Les constructeurs améliorent sans cesse la convivialité des consoles de commande
Kverneland

Les formations en agroéquipement ne prennent pas toute la mesure des outils informatiques embarqués. C’est ce que constate la Fédération nationale des entrepreneurs des territoires, qui veut inverser le cours des choses.
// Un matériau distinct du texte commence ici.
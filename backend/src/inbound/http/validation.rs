//! Shared validation helpers for inbound HTTP adapters.
//!
//! Domain validation failures become `400` responses whose `details` name
//! the offending field and a stable code.

use serde::Deserialize;
use serde_json::json;

use crate::domain::{
    Error, LoginValidationError, PageRequest, RecipeId, RecipeValidationError, UserId,
    UserValidationError,
};

/// Validation error codes reported in `details.code`.
#[derive(Debug, Clone, Copy, PartialEq, Eq)]
pub(crate) enum ValidationCode {
    EmptyName,
    NameTooLong,
    EmptyPassword,
    InvalidId,
    EmptyTitle,
    TitleTooLong,
    EmptyIngredientName,
    IngredientNameTooLong,
    QuantityTooLong,
}

impl ValidationCode {
    fn as_str(self) -> &'static str {
        match self {
            Self::EmptyName => "empty_name",
            Self::NameTooLong => "name_too_long",
            Self::EmptyPassword => "empty_password",
            Self::InvalidId => "invalid_id",
            Self::EmptyTitle => "empty_title",
            Self::TitleTooLong => "title_too_long",
            Self::EmptyIngredientName => "empty_ingredient_name",
            Self::IngredientNameTooLong => "ingredient_name_too_long",
            Self::QuantityTooLong => "quantity_too_long",
        }
    }
}

pub(crate) fn field_error(field: &str, code: ValidationCode, message: impl Into<String>) -> Error {
    Error::invalid_request(message).with_details(json!({
        "field": field,
        "code": code.as_str(),
    }))
}

pub(crate) fn login_validation_error(err: LoginValidationError) -> Error {
    match err {
        LoginValidationError::EmptyName => {
            field_error("name", ValidationCode::EmptyName, err.to_string())
        }
        LoginValidationError::EmptyPassword => {
            field_error("password", ValidationCode::EmptyPassword, err.to_string())
        }
    }
}

pub(crate) fn user_validation_error(err: UserValidationError) -> Error {
    match err {
        UserValidationError::InvalidId => {
            field_error("id", ValidationCode::InvalidId, err.to_string())
        }
        UserValidationError::EmptyName => {
            field_error("name", ValidationCode::EmptyName, err.to_string())
        }
        UserValidationError::NameTooLong { .. } => {
            field_error("name", ValidationCode::NameTooLong, err.to_string())
        }
    }
}

pub(crate) fn recipe_validation_error(err: RecipeValidationError) -> Error {
    let code = match err {
        RecipeValidationError::InvalidId => ValidationCode::InvalidId,
        RecipeValidationError::EmptyTitle => ValidationCode::EmptyTitle,
        RecipeValidationError::TitleTooLong { .. } => ValidationCode::TitleTooLong,
        RecipeValidationError::EmptyIngredientName { .. } => ValidationCode::EmptyIngredientName,
        RecipeValidationError::IngredientNameTooLong { .. } => {
            ValidationCode::IngredientNameTooLong
        }
        RecipeValidationError::QuantityTooLong { .. } => ValidationCode::QuantityTooLong,
    };
    field_error(&err.field(), code, err.to_string())
}

/// Non-positive path ids name no resource.
pub(crate) fn user_id_from_path(raw: i64) -> Result<UserId, Error> {
    UserId::new(raw).map_err(|_| Error::not_found(format!("user {raw} not found")))
}

/// Non-positive path ids name no resource.
pub(crate) fn recipe_id_from_path(raw: i64) -> Result<RecipeId, Error> {
    RecipeId::new(raw).map_err(|_| Error::not_found(format!("recipe {raw} not found")))
}

/// `?page=&limit=` query string.
///
/// Values are kept as text so that unparseable input falls back to the
/// defaults instead of failing the request.
#[derive(Debug, Default, Deserialize, utoipa::IntoParams)]
#[into_params(parameter_in = Query)]
pub struct PageQuery {
    /// One-based page number; defaults to 1.
    #[param(value_type = Option<i64>, example = 1)]
    pub page: Option<String>,
    /// Page size; defaults to 25, honoured when between 1 and 999.
    #[param(value_type = Option<i64>, example = 25)]
    pub limit: Option<String>,
}

impl PageQuery {
    pub fn to_request(&self) -> PageRequest {
        fn parse(raw: Option<&String>) -> Option<i64> {
            raw.and_then(|value| value.trim().parse().ok())
        }
        PageRequest::new(parse(self.page.as_ref()), parse(self.limit.as_ref()))
    }
}
//! Builders wiring Diesel repositories into the HTTP port bundle.

use std::sync::Arc;

use actix_web::web;

use food_api::domain::{
    CredentialLoginService, RecipeService, SessionService, TokenService, UserAccountService,
};
use food_api::inbound::http::state::{HttpState, HttpStatePorts};
use food_api::outbound::persistence::{DbPool, DieselRecipeRepository, DieselUserRepository};

/// Build the handler state from a connection pool and token service.
pub(crate) fn build_http_state(pool: &DbPool, tokens: &TokenService) -> web::Data<HttpState> {
    let users = Arc::new(DieselUserRepository::new(pool.clone()));
    let accounts = Arc::new(UserAccountService::new(users.clone()));
    let recipes = Arc::new(RecipeService::new(Arc::new(DieselRecipeRepository::new(
        pool.clone(),
    ))));

    web::Data::new(HttpState::new(HttpStatePorts {
        login: Arc::new(CredentialLoginService::new(tokens.clone(), users.clone())),
        sessions: Arc::new(SessionService::new(tokens.clone(), users)),
        users: accounts.clone(),
        users_command: accounts,
        recipes: recipes.clone(),
        recipes_command: recipes,
    }))
}
//! PostgreSQL-backed `RecipeRepository` implementation using Diesel ORM.
//!
//! Every write runs in one transaction. Updates reconcile the ingredient
//! rows with [`IngredientPlan`]: deletions first, then in-place updates,
//! then inserts scoped to the recipe.

use async_trait::async_trait;
use diesel::prelude::*;
use diesel_async::scoped_futures::ScopedFutureExt;
use diesel_async::{AsyncConnection, AsyncPgConnection, RunQueryDsl};

use crate::domain::ports::{RecipePersistenceError, RecipeRepository};
use crate::domain::{
    Ingredient, IngredientId, IngredientPlan, InsertedIdMismatch, PageRequest, Recipe,
    RecipeDraft, RecipeId,
};

use super::diesel_error_mapping::{DieselFailure, classify_diesel_error, failure_message};
use super::models::{
    IngredientChangeset, IngredientRow, NewIngredientRow, RecipeFields, RecipeRow,
};
use super::pool::{DbPool, PoolError};
use super::schema::{ingredients, recipes};

/// Diesel-backed implementation of the `RecipeRepository` port.
#[derive(Clone)]
pub struct DieselRecipeRepository {
    pool: DbPool,
}

impl DieselRecipeRepository {
    pub fn new(pool: DbPool) -> Self {
        Self { pool }
    }
}

/// Failure inside a recipe transaction. Any variant rolls the transaction
/// back.
#[derive(Debug)]
enum TxError {
    Diesel(diesel::result::Error),
    Reconcile(InsertedIdMismatch),
    InvalidRow(String),
}

impl From<diesel::result::Error> for TxError {
    fn from(error: diesel::result::Error) -> Self {
        Self::Diesel(error)
    }
}

impl From<InsertedIdMismatch> for TxError {
    fn from(error: InsertedIdMismatch) -> Self {
        Self::Reconcile(error)
    }
}

fn map_pool_error(error: PoolError) -> RecipePersistenceError {
    RecipePersistenceError::connection(error.into_message())
}

fn map_diesel_error(error: diesel::result::Error) -> RecipePersistenceError {
    match classify_diesel_error(&error) {
        DieselFailure::Connection => {
            RecipePersistenceError::connection(failure_message(DieselFailure::Connection))
        }
        failure => RecipePersistenceError::query(failure_message(failure)),
    }
}

fn map_tx_error(error: TxError) -> RecipePersistenceError {
    match error {
        TxError::Diesel(error) => map_diesel_error(error),
        TxError::Reconcile(mismatch) => RecipePersistenceError::query(mismatch.to_string()),
        TxError::InvalidRow(message) => RecipePersistenceError::query(message),
    }
}

fn row_to_ingredient(row: IngredientRow) -> Result<Ingredient, TxError> {
    let id = IngredientId::new(row.id).map_err(|err| TxError::InvalidRow(err.to_string()))?;
    Ok(Ingredient {
        id,
        name: row.name,
        quantity: row.quantity,
    })
}

fn rows_to_recipe(row: RecipeRow, ingredient_rows: Vec<IngredientRow>) -> Result<Recipe, TxError> {
    let id = RecipeId::new(row.id).map_err(|err| TxError::InvalidRow(err.to_string()))?;
    let ingredients = ingredient_rows
        .into_iter()
        .map(row_to_ingredient)
        .collect::<Result<Vec<_>, _>>()?;
    Ok(Recipe {
        id,
        title: row.title,
        description: row.description,
        ingredients,
    })
}

fn fields(draft: &RecipeDraft) -> RecipeFields<'_> {
    RecipeFields {
        title: draft.title(),
        description: draft.description(),
    }
}

async fn insert_ingredient(
    conn: &mut AsyncPgConnection,
    recipe_id: RecipeId,
    name: &str,
    quantity: &str,
) -> Result<IngredientId, TxError> {
    let id: i64 = diesel::insert_into(ingredients::table)
        .values(&NewIngredientRow {
            name,
            quantity,
            recipe_id: recipe_id.get(),
        })
        .returning(ingredients::id)
        .get_result(conn)
        .await?;
    IngredientId::new(id).map_err(|err| TxError::InvalidRow(err.to_string()))
}

async fn load_ingredients(
    conn: &mut AsyncPgConnection,
    recipe_id: RecipeId,
) -> Result<Vec<IngredientRow>, diesel::result::Error> {
    ingredients::table
        .filter(ingredients::recipe_id.eq(recipe_id.get()))
        .select(IngredientRow::as_select())
        .order_by(ingredients::id)
        .load(conn)
        .await
}

#[async_trait]
impl RecipeRepository for DieselRecipeRepository {
    async fn list_page(&self, page: PageRequest) -> Result<Vec<Recipe>, RecipePersistenceError> {
        let mut conn = self.pool.get().await.map_err(map_pool_error)?;

        // One read-only transaction so recipes and ingredients come from the
        // same snapshot.
        conn.build_transaction()
            .read_only()
            .run(|conn| {
                async move {
                    let recipe_rows: Vec<RecipeRow> = recipes::table
                        .select(RecipeRow::as_select())
                        .order_by(recipes::id)
                        .limit(page.limit())
                        .offset(page.offset())
                        .load(conn)
                        .await?;
                    let ingredient_rows: Vec<IngredientRow> =
                        IngredientRow::belonging_to(&recipe_rows)
                            .select(IngredientRow::as_select())
                            .order_by(ingredients::id)
                            .load(conn)
                            .await?;

                    let grouped = ingredient_rows.grouped_by(&recipe_rows);
                    recipe_rows
                        .into_iter()
                        .zip(grouped)
                        .map(|(row, ingredients)| rows_to_recipe(row, ingredients))
                        .collect::<Result<Vec<_>, TxError>>()
                }
                .scope_boxed()
            })
            .await
            .map_err(map_tx_error)
    }

    async fn find_by_id(&self, id: RecipeId) -> Result<Option<Recipe>, RecipePersistenceError> {
        let mut conn = self.pool.get().await.map_err(map_pool_error)?;

        conn.build_transaction()
            .read_only()
            .run(|conn| {
                async move {
                    let row: Option<RecipeRow> = recipes::table
                        .find(id.get())
                        .select(RecipeRow::as_select())
                        .first(conn)
                        .await
                        .optional()?;
                    let Some(row) = row else {
                        return Ok(None);
                    };
                    let ingredient_rows = load_ingredients(conn, id).await?;
                    rows_to_recipe(row, ingredient_rows).map(Some)
                }
                .scope_boxed()
            })
            .await
            .map_err(map_tx_error)
    }

    async fn create(&self, draft: &RecipeDraft) -> Result<Recipe, RecipePersistenceError> {
        let mut conn = self.pool.get().await.map_err(map_pool_error)?;

        conn.transaction::<_, TxError, _>(|conn| {
            async move {
                let raw_id: i64 = diesel::insert_into(recipes::table)
                    .values(&fields(draft))
                    .returning(recipes::id)
                    .get_result(conn)
                    .await?;
                let id = RecipeId::new(raw_id).map_err(|err| TxError::InvalidRow(err.to_string()))?;

                let mut ingredients = Vec::with_capacity(draft.ingredients().len());
                for submitted in draft.ingredients() {
                    let ingredient_id =
                        insert_ingredient(conn, id, &submitted.name, &submitted.quantity).await?;
                    ingredients.push(Ingredient {
                        id: ingredient_id,
                        name: submitted.name.clone(),
                        quantity: submitted.quantity.clone(),
                    });
                }

                Ok(Recipe {
                    id,
                    title: draft.title().to_owned(),
                    description: draft.description().to_owned(),
                    ingredients,
                })
            }
            .scope_boxed()
        })
        .await
        .map_err(map_tx_error)
    }

    async fn update(
        &self,
        id: RecipeId,
        draft: &RecipeDraft,
    ) -> Result<Option<Recipe>, RecipePersistenceError> {
        let mut conn = self.pool.get().await.map_err(map_pool_error)?;

        conn.transaction::<_, TxError, _>(|conn| {
            async move {
                // Updating the recipe row first locks it for the rest of the
                // transaction.
                let touched = diesel::update(recipes::table.find(id.get()))
                    .set(&fields(draft))
                    .execute(conn)
                    .await?;
                if touched == 0 {
                    return Ok(None);
                }

                let persisted = load_ingredients(conn, id)
                    .await?
                    .into_iter()
                    .map(row_to_ingredient)
                    .collect::<Result<Vec<_>, _>>()?;
                let plan = IngredientPlan::new(&persisted, draft.ingredients());

                if !plan.deletions().is_empty() {
                    let doomed: Vec<i64> = plan.deletions().iter().map(|id| id.get()).collect();
                    diesel::delete(
                        ingredients::table
                            .filter(ingredients::recipe_id.eq(id.get()))
                            .filter(ingredients::id.eq_any(doomed)),
                    )
                    .execute(conn)
                    .await?;
                }

                for ingredient in plan.updates() {
                    diesel::update(ingredients::table.find(ingredient.id.get()))
                        .set(&IngredientChangeset {
                            name: &ingredient.name,
                            quantity: &ingredient.quantity,
                        })
                        .execute(conn)
                        .await?;
                }

                let mut inserted = Vec::with_capacity(plan.inserts().len());
                for row in plan.inserts() {
                    inserted.push(insert_ingredient(conn, id, &row.name, &row.quantity).await?);
                }

                Ok(Some(Recipe {
                    id,
                    title: draft.title().to_owned(),
                    description: draft.description().to_owned(),
                    ingredients: plan.into_ingredients(&inserted)?,
                }))
            }
            .scope_boxed()
        })
        .await
        .map_err(map_tx_error)
    }

    async fn delete(&self, id: RecipeId) -> Result<bool, RecipePersistenceError> {
        let mut conn = self.pool.get().await.map_err(map_pool_error)?;

        conn.transaction::<_, TxError, _>(|conn| {
            async move {
                diesel::delete(ingredients::table.filter(ingredients::recipe_id.eq(id.get())))
                    .execute(conn)
                    .await?;
                let deleted = diesel::delete(recipes::table.find(id.get()))
                    .execute(conn)
                    .await?;
                Ok(deleted > 0)
            }
            .scope_boxed()
        })
        .await
        .map_err(map_tx_error)
    }
}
Dépassé par l’informatique ? Qui ne l’est pas. Les technologies évoluent à la vitesse de la lumière et les opérateurs, qu’ils soient face à leur écran de bureau, face à leur terminal de commande de machine-outil ou face à l’ordinateur de bord de leur tracteur, doivent faire preuve d’adaptation, d’intuition et d’auto-formation pour assurer le fonctionnement de leur outil de travail. Les conducteurs d’engins agricoles n’échappent pas à cette règle. Le risque n’est pas tant de faire une fausse manœuvre que de sous-exploiter les possibilités offertes par l’électronique embarquée, et de pénaliser ou la productivité, ou la qualité ou l’efficience énergétique des moyens mis en œuvre, des moyens toujours plus onéreux.
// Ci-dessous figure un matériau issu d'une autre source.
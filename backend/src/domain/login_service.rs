//! Credential check that mints a bearer token.

use std::sync::Arc;

use async_trait::async_trait;
use tracing::{debug, error};

use super::ports::{LoginService, UserRepository};
use super::user_account_service::map_user_persistence_error;
use super::{Error, LoginCredentials, TokenService, UserName};

fn rejected() -> Error {
    Error::unauthorized("invalid credentials")
}

/// [`LoginService`] verifying Argon2 hashes held in the user store.
#[derive(Clone)]
pub struct CredentialLoginService<R> {
    tokens: TokenService,
    users: Arc<R>,
}

impl<R> CredentialLoginService<R> {
    pub fn new(tokens: TokenService, users: Arc<R>) -> Self {
        Self { tokens, users }
    }
}

#[async_trait]
impl<R: UserRepository> LoginService for CredentialLoginService<R> {
    async fn login(&self, credentials: &LoginCredentials) -> Result<String, Error> {
        let Ok(name) = UserName::new(credentials.name()) else {
            return Err(rejected());
        };
        let user = self
            .users
            .find_by_name(&name)
            .await
            .map_err(map_user_persistence_error)?
            .ok_or_else(|| {
                debug!(user = %name, "login for unknown user");
                rejected()
            })?;

        if !user.enabled() {
            debug!(user_id = %user.id(), "login for disabled user");
            return Err(rejected());
        }
        if !user.check_password(credentials.password()) {
            debug!(user_id = %user.id(), "login with wrong password");
            return Err(rejected());
        }

        self.tokens.issue(user.id(), user.name()).map_err(|err| {
            error!(error = %err, "token signing failed");
            Error::internal(err.to_string())
        })
    }
}

#[cfg(test)]
mod tests {
    use super::*;
    use crate::domain::ErrorCode;
    use crate::domain::ports::{MockUserRepository, UserPersistenceError};
    use crate::test_support::{InMemoryUserRepository, MutableClock, test_signing_keys};
    use chrono::Utc;
    use rstest::{fixture, rstest};

    struct Harness {
        repo: Arc<InMemoryUserRepository>,
        tokens: TokenService,
        service: CredentialLoginService<InMemoryUserRepository>,
    }

    #[fixture]
    fn harness() -> Harness {
        let repo = Arc::new(InMemoryUserRepository::default());
        let tokens = TokenService::new(test_signing_keys(), Arc::new(MutableClock::new(Utc::now())));
        Harness {
            service: CredentialLoginService::new(tokens.clone(), repo.clone()),
            repo,
            tokens,
        }
    }

    fn credentials(name: &str, password: &str) -> LoginCredentials {
        LoginCredentials::try_from_parts(name, password).expect("non-empty credentials")
    }

    #[rstest]
    #[tokio::test]
    async fn issues_token_for_matching_password(harness: Harness) {
        let user = harness.repo.insert("admin", true, "letmein").await;

        let token = harness
            .service
            .login(&credentials("admin", "letmein"))
            .await
            .expect("login succeeds");

        assert_eq!(harness.tokens.validate(&token), Ok(user.id().to_string()));
    }

    #[rstest]
    #[case("admin", "wrong-password")]
    #[case("nobody", "letmein")]
    #[case("ghost", "letmein")]
    #[tokio::test]
    async fn rejects_bad_credentials(
        harness: Harness,
        #[case] name: &str,
        #[case] password: &str,
    ) {
        harness.repo.insert("admin", true, "letmein").await;
        harness.repo.insert("ghost", false, "letmein").await;

        let err = harness
            .service
            .login(&credentials(name, password))
            .await
            .expect_err("rejected");

        assert_eq!(err.code(), ErrorCode::Unauthorized);
        assert_eq!(err.message(), "invalid credentials");
    }

    #[rstest]
    #[tokio::test]
    async fn rejects_user_without_password(harness: Harness) {
        harness.repo.insert_without_password("legacy").await;

        let err = harness
            .service
            .login(&credentials("legacy", "anything"))
            .await
            .expect_err("rejected");

        assert_eq!(err.code(), ErrorCode::Unauthorized);
    }

    #[rstest]
    #[tokio::test]
    async fn store_failure_is_internal(harness: Harness) {
        let mut repo = MockUserRepository::new();
        repo.expect_find_by_name()
            .returning(|_| Err(UserPersistenceError::query("boom")));
        let service = CredentialLoginService::new(harness.tokens, Arc::new(repo));

        let err = service
            .login(&credentials("admin", "letmein"))
            .await
            .expect_err("store failure");

        assert_eq!(err.code(), ErrorCode::InternalError);
    }
}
Débat au congrès de la Fnedt

La Fédération nationale des entrepreneurs des territoires s’est plongée dans le catalogue des formations en agroéquipements. Et elle fait le constat suivant : secteur forestier mis à part, les formations négligent la maîtrise des outils informatiques embarqués. La Fnedt profitera de son congrès annuel pour ouvrir ce débat, en l’élargissant à l’emploi des jeunes, et par le biais de trois tables rondes :

- comment attirer les jeunes à fort potentiel dans nos entreprises ? (29 février à 14h30)

- la réalité, les utilisations et les conséquences de l’informatisation des machines sur le pilotage des entreprises de travaux  (1er mars à 9h)

- le secteur des entreprises de travaux s’engage pour les jeunes (1er mars à 14h30)

Le 80ème congrès de la Fédération nationale des entrepreneurs des territoires se tient à Clermont-Ferrand du 29 février au 2 mars.